//! Domain error types
//!
//! Per-source errors (`FetchError`, `ParseError`, `LookupError`) are contained
//! at the source level. Only `PipelineError` aborts a batch.

use serde::{Deserialize, Serialize};
use thiserror::Error;

use super::record::SourceName;

/// Failure of one outbound request through the query executor.
#[derive(Error, Debug, Clone, PartialEq)]
pub enum FetchError {
    /// Every attempt timed out, retries exhausted
    #[error("{service} timed out after {attempts} attempts")]
    Timeout { service: SourceName, attempts: u32 },

    /// Non-2xx answer, never retried
    #[error("{service} returned HTTP {status}")]
    Http { service: SourceName, status: u16 },

    /// Transport failure other than a timeout, never retried
    #[error("{service} request failed: {message}")]
    Network { service: SourceName, message: String },

    /// The batch was aborted before the request could complete
    #[error("request cancelled")]
    Cancelled,

    /// The response cache could not be read or written
    #[error("response cache failure: {0}")]
    Storage(String),
}

impl FetchError {
    /// Errors that must abort the batch instead of staying with one source.
    pub fn is_fatal(&self) -> bool {
        matches!(self, FetchError::Cancelled | FetchError::Storage(_))
    }
}

impl From<sea_orm::DbErr> for FetchError {
    fn from(e: sea_orm::DbErr) -> Self {
        FetchError::Storage(e.to_string())
    }
}

/// The body was not well-formed markup or JSON.
#[derive(Error, Debug, Clone, PartialEq)]
#[error("malformed response: {0}")]
pub struct ParseError(pub String);

/// Anything that makes a single source's answer unusable.
#[derive(Error, Debug, Clone, PartialEq)]
pub enum LookupError {
    #[error(transparent)]
    Fetch(#[from] FetchError),

    #[error(transparent)]
    Parse(#[from] ParseError),
}

impl LookupError {
    pub fn kind(&self) -> FailureKind {
        match self {
            LookupError::Fetch(FetchError::Timeout { .. }) => FailureKind::Timeout,
            LookupError::Fetch(FetchError::Http { .. }) => FailureKind::Http,
            LookupError::Fetch(FetchError::Network { .. }) => FailureKind::Network,
            LookupError::Fetch(FetchError::Cancelled) => FailureKind::Cancelled,
            LookupError::Fetch(FetchError::Storage(_)) => FailureKind::Storage,
            LookupError::Parse(_) => FailureKind::Parse,
        }
    }

    pub fn is_fatal(&self) -> bool {
        matches!(self, LookupError::Fetch(e) if e.is_fatal())
    }
}

/// Serializable classification of a per-source failure, kept on `SourceResult`.
#[derive(Debug, Clone, Copy, PartialEq, Eq, Serialize, Deserialize)]
#[serde(rename_all = "snake_case")]
pub enum FailureKind {
    Timeout,
    Http,
    Network,
    Parse,
    Cancelled,
    Storage,
}

/// Errors fatal to the whole batch.
#[derive(Error, Debug)]
pub enum PipelineError {
    #[error("response cache unavailable: {0}")]
    Cache(String),

    #[error("batch cancelled after {completed} records")]
    Cancelled { completed: usize },

    #[error(transparent)]
    Import(#[from] ImportError),

    #[error(transparent)]
    Export(#[from] ExportError),

    #[error("failed to build HTTP client: {0}")]
    Client(String),
}

impl From<sea_orm::DbErr> for PipelineError {
    fn from(e: sea_orm::DbErr) -> Self {
        PipelineError::Cache(e.to_string())
    }
}

#[derive(Error, Debug)]
pub enum ImportError {
    #[error("CSV parse error: {0}")]
    Csv(#[from] csv::Error),

    #[error("missing column '{0}' in input header")]
    MissingColumn(String),
}

#[derive(Error, Debug)]
pub enum ExportError {
    #[error("CSV write error: {0}")]
    Csv(#[from] csv::Error),

    #[error("I/O error: {0}")]
    Io(#[from] std::io::Error),

    #[error("JSON encode error: {0}")]
    Json(#[from] serde_json::Error),
}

----

Problem description:
Wherever "status" occurs in the records above, copy the line it sits in.

Expected answer:
    #[error("{service} returned HTTP {status}")]
    Http { service: SourceName, status: u16 },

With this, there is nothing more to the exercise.